As the answer, set down the lines below from the one containing "pub mod mesh;" through the one containing "describe whole triangles", exactly and inclusively, and no others.

(SUPPLIED ENTRIES Opens)

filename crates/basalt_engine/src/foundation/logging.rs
//! Logging utilities and structured logging support

pub use log::{debug, error, info, trace, warn};

/// Initialize the logging system
pub fn init() {
    env_logger::init();
}
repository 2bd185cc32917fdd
//! Configuration system
//!
//! Settings types implement [`Config`] and load from TOML or RON files
//! keyed by extension. Defaults are always valid, so a missing file can
//! fall back to `Default::default()` at the call site.

pub use serde::{Deserialize, Serialize};

use crate::geometry::sdf::MarchSettings;

/// Configuration trait
pub trait Config: Serialize + for<'de> Deserialize<'de> + Default {
    /// Load configuration from file
    fn load_from_file(path: &str) -> Result<Self, ConfigError> {
        let contents = std::fs::read_to_string(path).map_err(ConfigError::Io)?;

        if path.ends_with(".toml") {
            toml::from_str(&contents).map_err(|e| ConfigError::Parse(e.to_string()))
        } else if path.ends_with(".ron") {
            ron::from_str(&contents).map_err(|e| ConfigError::Parse(e.to_string()))
        } else {
            Err(ConfigError::UnsupportedFormat(path.to_string()))
        }
    }

    /// Save configuration to file
    fn save_to_file(&self, path: &str) -> Result<(), ConfigError> {
        let contents = if path.ends_with(".toml") {
            toml::to_string_pretty(self).map_err(|e| ConfigError::Serialize(e.to_string()))?
        } else if path.ends_with(".ron") {
            ron::ser::to_string_pretty(self, Default::default())
                .map_err(|e| ConfigError::Serialize(e.to_string()))?
        } else {
            return Err(ConfigError::UnsupportedFormat(path.to_string()));
        };

        std::fs::write(path, contents).map_err(ConfigError::Io)
    }
}

/// Render settings shared by both pipelines
#[derive(Debug, Clone, PartialEq, Serialize, Deserialize)]
pub struct RenderSettings {
    /// Output width in pixels
    pub width: u32,
    /// Output height in pixels
    pub height: u32,
    /// Vertical field of view in degrees
    pub fov_y_degrees: f32,
    /// Near clipping plane distance
    pub near: f32,
    /// Far clipping plane distance
    pub far: f32,
    /// Background color for uncovered pixels
    pub clear_color: [f32; 3],
    /// Sphere-tracer tunables for the marched pipeline
    pub march: MarchSettings,
}

impl Default for RenderSettings {
    fn default() -> Self {
        Self {
            width: 800,
            height: 600,
            fov_y_degrees: 60.0,
            near: 0.1,
            far: 100.0,
            clear_color: [0.0, 0.0, 0.0],
            march: MarchSettings::default(),
        }
    }
}

impl RenderSettings {
    /// Viewport aspect ratio (width over height)
    pub fn aspect(&self) -> f32 {
        self.width as f32 / self.height as f32
    }
}

impl Config for RenderSettings {}

/// Configuration errors
#[derive(thiserror::Error, Debug)]
pub enum ConfigError {
    /// IO error
    #[error("IO error: {0}")]
    Io(#[from] std::io::Error),

    /// Parse error
    #[error("Parse error: {0}")]
    Parse(String),

    /// Serialization error
    #[error("Serialization error: {0}")]
    Serialize(String),

    /// Unsupported format
    #[error("Unsupported format: {0}")]
    UnsupportedFormat(String),
}
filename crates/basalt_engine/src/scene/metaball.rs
//! Metaballs: the implicit-surface primitives of the ray-marched pipeline
//!
//! A metaball is a sphere that blends smoothly with its neighbors when the
//! distance field is evaluated. Like the point lights, the field is a
//! fixed-capacity array with an explicit active count so the per-pixel
//! march never touches a growable container.

use crate::foundation::math::Vec3;
use crate::scene::SceneError;

/// Maximum number of metaballs active in one frame
pub const MAX_METABALLS: usize = 1024;

/// A single metaball
///
/// Degenerate radii are rejected here, at scene-build time, so the
/// distance field never has to guard against them per march step.
#[derive(Debug, Clone, Copy, PartialEq)]
pub struct Metaball {
    position: Vec3,
    color: Vec3,
    radius: f32,
}

impl Default for Metaball {
    fn default() -> Self {
        // Inactive slot filler; the active count keeps these out of the field.
        Self {
            position: Vec3::zeros(),
            color: Vec3::new(1.0, 1.0, 1.0),
            radius: 1.0,
        }
    }
}

impl Metaball {
    /// Create a metaball
    ///
    /// # Errors
    /// Returns [`SceneError::DegenerateRadius`] if `radius <= 0`.
    pub fn new(position: Vec3, color: Vec3, radius: f32) -> Result<Self, SceneError> {
        if radius <= 0.0 {
            return Err(SceneError::DegenerateRadius(radius));
        }
        Ok(Self {
            position,
            color,
            radius,
        })
    }

    /// Move the metaball
    pub fn set_position(&mut self, position: Vec3) {
        self.position = position;
    }

    /// World-space center
    pub fn position(&self) -> &Vec3 {
        &self.position
    }

    /// Surface color
    pub fn color(&self) -> &Vec3 {
        &self.color
    }

    /// Sphere radius, always positive
    pub fn radius(&self) -> f32 {
        self.radius
    }
}

/// Fixed-capacity metaball array with an explicit active count
#[derive(Debug, Clone)]
pub struct MetaballField {
    balls: Box<[Metaball; MAX_METABALLS]>,
    count: usize,
}

impl Default for MetaballField {
    fn default() -> Self {
        Self::new()
    }
}

impl MetaballField {
    /// Create an empty field
    pub fn new() -> Self {
        Self {
            balls: Box::new([Metaball::default(); MAX_METABALLS]),
            count: 0,
        }
    }

    /// Build a field from a slice of metaballs
    ///
    /// # Errors
    /// Returns [`SceneError::CapacityExceeded`] if the slice holds more
    /// than [`MAX_METABALLS`] entries.
    pub fn from_slice(balls: &[Metaball]) -> Result<Self, SceneError> {
        let mut field = Self::new();
        for ball in balls {
            field.push(*ball)?;
        }
        Ok(field)
    }

    /// Add a metaball to the field
    ///
    /// # Errors
    /// Returns [`SceneError::CapacityExceeded`] once the fixed capacity is
    /// reached.
    pub fn push(&mut self, ball: Metaball) -> Result<(), SceneError> {
        if self.count == MAX_METABALLS {
            return Err(SceneError::CapacityExceeded {
                kind: "metaball field",
                max: MAX_METABALLS,
            });
        }
        self.balls[self.count] = ball;
        self.count += 1;
        Ok(())
    }

    /// Mutable access to an active metaball (for per-frame animation)
    pub fn get_mut(&mut self, index: usize) -> Option<&mut Metaball> {
        if index < self.count {
            Some(&mut self.balls[index])
        } else {
            None
        }
    }

    /// Number of active metaballs
    pub fn len(&self) -> usize {
        self.count
    }

    /// Whether the field holds no active metaballs
    pub fn is_empty(&self) -> bool {
        self.count == 0
    }

    /// The active metaballs as a slice
    pub fn active(&self) -> &[Metaball] {
        &self.balls[..self.count]
    }
}
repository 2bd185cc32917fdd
//! Geometry evaluators
//!
//! Two ways of answering "what surface is visible here", feeding the same
//! lighting accumulator:
//! - [`mesh`]: explicit triangle meshes, rasterized with
//!   perspective-correct interpolation into the G-buffer.
//! - [`sdf`]: implicit metaball surfaces, sphere-traced per pixel.
//!
//! Both produce the shared surface attribute set (albedo, world normal,
//! world position, specular parameters) defined in
//! [`crate::render::shading`].

pub mod mesh;
pub mod sdf;
pub mod shapes;
pub mod vertex;

pub use mesh::{MeshObject, MeshRasterizer, ShadingVariant};
pub use sdf::{smin, sphere_distance, MarchSettings, RayHit, RayMarcher};
pub use vertex::{Vertex, VertexStream};

use thiserror::Error;

/// Geometry validation errors, raised before the frame pipeline runs
#[derive(Error, Debug, Clone, PartialEq)]
pub enum GeometryError {
    /// A packed vertex buffer's length is not a whole number of vertices
    #[error("packed vertex buffer length {len} is not a multiple of stride {stride}")]
    MalformedVertexBuffer {
        /// Number of `[f32; 3]` elements in the buffer
        len: usize,
        /// The fixed stride (elements per vertex)
        stride: usize,
    },

    /// A vertex stream does not describe whole triangles
    #[error("vertex count {0} is not a multiple of 3; meshes are triangle lists")]
    IncompleteTriangles(usize),

    /// A sphere-tracer tunable is outside its usable range
    #[error("march setting '{name}' must be finite and positive, got {value}")]
    InvalidMarchSetting {
        /// Name of the offending field
        name: &'static str,
        /// The rejected value
        value: f32,
    },
}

(SUPPLIED ENTRIES Closes)

■ FINISHED TASK:
pub mod mesh;
pub mod sdf;
pub mod shapes;
pub mod vertex;

pub use mesh::{MeshObject, MeshRasterizer, ShadingVariant};
pub use sdf::{smin, sphere_distance, MarchSettings, RayHit, RayMarcher};
pub use vertex::{Vertex, VertexStream};

use thiserror::Error;

/// Geometry validation errors, raised before the frame pipeline runs
#[derive(Error, Debug, Clone, PartialEq)]
pub enum GeometryError {
    /// A packed vertex buffer's length is not a whole number of vertices
    #[error("packed vertex buffer length {len} is not a multiple of stride {stride}")]
    MalformedVertexBuffer {
        /// Number of `[f32; 3]` elements in the buffer
        len: usize,
        /// The fixed stride (elements per vertex)
        stride: usize,
    },

    /// A vertex stream does not describe whole triangles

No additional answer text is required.